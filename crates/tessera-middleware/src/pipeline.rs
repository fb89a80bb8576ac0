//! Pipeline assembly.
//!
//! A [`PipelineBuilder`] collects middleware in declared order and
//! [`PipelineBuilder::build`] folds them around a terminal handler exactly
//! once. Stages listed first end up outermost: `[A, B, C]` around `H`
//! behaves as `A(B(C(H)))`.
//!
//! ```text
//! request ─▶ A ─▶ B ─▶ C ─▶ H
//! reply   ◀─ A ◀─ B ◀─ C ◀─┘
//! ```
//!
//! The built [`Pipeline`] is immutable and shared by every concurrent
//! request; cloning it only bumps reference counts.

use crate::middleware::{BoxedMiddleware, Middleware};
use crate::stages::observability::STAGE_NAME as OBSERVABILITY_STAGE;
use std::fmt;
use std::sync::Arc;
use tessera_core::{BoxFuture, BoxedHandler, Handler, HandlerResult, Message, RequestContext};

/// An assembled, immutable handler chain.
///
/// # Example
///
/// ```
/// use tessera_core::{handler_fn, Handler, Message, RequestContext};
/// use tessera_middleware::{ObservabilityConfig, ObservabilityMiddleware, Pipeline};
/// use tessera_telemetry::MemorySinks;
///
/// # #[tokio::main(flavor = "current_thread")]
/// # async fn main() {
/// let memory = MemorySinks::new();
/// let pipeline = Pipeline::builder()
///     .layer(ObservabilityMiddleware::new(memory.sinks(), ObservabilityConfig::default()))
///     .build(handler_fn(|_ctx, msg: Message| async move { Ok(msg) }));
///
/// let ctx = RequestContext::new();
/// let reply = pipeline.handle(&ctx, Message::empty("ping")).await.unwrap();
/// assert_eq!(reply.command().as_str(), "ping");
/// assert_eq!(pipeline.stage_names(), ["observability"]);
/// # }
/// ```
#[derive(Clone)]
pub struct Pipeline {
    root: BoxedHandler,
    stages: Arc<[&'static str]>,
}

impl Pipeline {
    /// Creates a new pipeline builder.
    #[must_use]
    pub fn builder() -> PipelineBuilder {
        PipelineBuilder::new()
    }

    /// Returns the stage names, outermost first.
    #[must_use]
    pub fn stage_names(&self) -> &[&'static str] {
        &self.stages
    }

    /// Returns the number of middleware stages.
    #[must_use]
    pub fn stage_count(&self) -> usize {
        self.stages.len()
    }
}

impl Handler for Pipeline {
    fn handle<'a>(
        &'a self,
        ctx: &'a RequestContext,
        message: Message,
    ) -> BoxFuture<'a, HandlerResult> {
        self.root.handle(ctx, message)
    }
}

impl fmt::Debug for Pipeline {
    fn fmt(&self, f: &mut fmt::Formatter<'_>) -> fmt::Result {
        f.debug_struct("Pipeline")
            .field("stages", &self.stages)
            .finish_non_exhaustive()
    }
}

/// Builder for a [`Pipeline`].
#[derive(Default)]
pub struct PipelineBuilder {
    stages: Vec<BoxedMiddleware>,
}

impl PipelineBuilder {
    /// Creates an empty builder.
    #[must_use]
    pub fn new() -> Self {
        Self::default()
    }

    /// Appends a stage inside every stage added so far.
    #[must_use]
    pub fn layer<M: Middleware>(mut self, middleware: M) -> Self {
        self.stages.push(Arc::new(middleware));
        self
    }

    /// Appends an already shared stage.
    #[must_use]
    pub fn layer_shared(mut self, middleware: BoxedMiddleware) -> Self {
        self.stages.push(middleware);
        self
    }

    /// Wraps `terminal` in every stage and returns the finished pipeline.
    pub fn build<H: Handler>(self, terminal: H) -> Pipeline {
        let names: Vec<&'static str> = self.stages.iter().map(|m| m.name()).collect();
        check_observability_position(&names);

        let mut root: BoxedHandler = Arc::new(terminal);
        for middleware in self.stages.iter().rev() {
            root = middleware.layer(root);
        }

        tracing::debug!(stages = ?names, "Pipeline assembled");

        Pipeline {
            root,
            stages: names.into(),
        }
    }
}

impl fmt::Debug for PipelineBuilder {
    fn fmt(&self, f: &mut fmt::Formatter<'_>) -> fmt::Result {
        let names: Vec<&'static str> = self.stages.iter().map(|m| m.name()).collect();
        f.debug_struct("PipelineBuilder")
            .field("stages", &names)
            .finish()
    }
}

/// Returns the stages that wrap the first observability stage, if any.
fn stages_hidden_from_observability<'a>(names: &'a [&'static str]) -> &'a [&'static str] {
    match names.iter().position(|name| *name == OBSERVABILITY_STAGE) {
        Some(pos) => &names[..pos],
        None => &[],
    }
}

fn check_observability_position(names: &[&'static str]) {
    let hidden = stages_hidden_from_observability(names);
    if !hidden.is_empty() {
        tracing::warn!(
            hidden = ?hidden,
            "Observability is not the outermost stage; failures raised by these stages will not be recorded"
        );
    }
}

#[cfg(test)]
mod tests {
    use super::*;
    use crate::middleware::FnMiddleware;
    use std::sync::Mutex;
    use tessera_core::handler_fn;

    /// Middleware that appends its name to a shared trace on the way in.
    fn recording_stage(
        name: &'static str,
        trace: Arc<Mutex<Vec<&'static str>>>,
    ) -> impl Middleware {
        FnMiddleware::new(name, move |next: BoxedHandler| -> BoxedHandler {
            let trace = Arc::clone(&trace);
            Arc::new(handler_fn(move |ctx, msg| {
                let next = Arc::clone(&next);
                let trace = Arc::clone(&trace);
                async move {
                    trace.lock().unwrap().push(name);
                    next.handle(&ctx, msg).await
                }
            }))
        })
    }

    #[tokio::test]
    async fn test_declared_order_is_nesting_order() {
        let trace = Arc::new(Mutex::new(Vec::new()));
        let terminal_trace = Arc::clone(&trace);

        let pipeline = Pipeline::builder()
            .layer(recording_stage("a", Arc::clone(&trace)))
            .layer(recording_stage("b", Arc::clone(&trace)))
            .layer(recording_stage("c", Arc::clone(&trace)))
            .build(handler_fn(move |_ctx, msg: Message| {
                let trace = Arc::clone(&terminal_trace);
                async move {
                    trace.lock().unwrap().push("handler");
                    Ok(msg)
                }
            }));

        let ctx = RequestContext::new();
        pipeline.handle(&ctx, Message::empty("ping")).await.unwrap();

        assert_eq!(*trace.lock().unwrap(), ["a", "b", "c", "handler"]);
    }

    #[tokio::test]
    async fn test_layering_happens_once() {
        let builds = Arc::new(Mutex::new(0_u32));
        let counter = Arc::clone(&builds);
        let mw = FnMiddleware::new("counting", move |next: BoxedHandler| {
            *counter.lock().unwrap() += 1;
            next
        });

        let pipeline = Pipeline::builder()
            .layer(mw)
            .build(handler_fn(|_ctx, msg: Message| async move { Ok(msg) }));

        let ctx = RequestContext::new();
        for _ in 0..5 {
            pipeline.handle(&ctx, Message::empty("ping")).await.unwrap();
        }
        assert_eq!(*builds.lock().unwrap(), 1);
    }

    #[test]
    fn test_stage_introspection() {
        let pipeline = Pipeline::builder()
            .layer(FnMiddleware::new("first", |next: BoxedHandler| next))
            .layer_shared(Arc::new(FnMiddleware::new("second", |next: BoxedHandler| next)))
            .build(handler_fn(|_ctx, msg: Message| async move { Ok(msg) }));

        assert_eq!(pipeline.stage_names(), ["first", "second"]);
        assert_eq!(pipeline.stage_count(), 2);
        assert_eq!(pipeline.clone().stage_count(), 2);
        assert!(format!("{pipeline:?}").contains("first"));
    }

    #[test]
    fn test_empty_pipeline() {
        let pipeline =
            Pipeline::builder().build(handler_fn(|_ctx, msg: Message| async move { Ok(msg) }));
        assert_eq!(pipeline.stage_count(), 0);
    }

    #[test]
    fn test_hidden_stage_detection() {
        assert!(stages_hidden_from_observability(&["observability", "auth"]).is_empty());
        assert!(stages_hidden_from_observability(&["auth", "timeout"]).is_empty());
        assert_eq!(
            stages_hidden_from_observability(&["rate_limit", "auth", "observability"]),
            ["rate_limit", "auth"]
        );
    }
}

○ ○ ○ ○

* _TASK DETAILS_
Wherever the string "static" appears in the data above, copy the line it sits in.

* _ANSWER FOR THE TASK_
    stages: Arc<[&'static str]>,
    pub fn stage_names(&self) -> &[&'static str] {
        let names: Vec<&'static str> = self.stages.iter().map(|m| m.name()).collect();
        let names: Vec<&'static str> = self.stages.iter().map(|m| m.name()).collect();
fn stages_hidden_from_observability<'a>(names: &'a [&'static str]) -> &'a [&'static str] {
fn check_observability_position(names: &[&'static str]) {
        name: &'static str,
        trace: Arc<Mutex<Vec<&'static str>>>,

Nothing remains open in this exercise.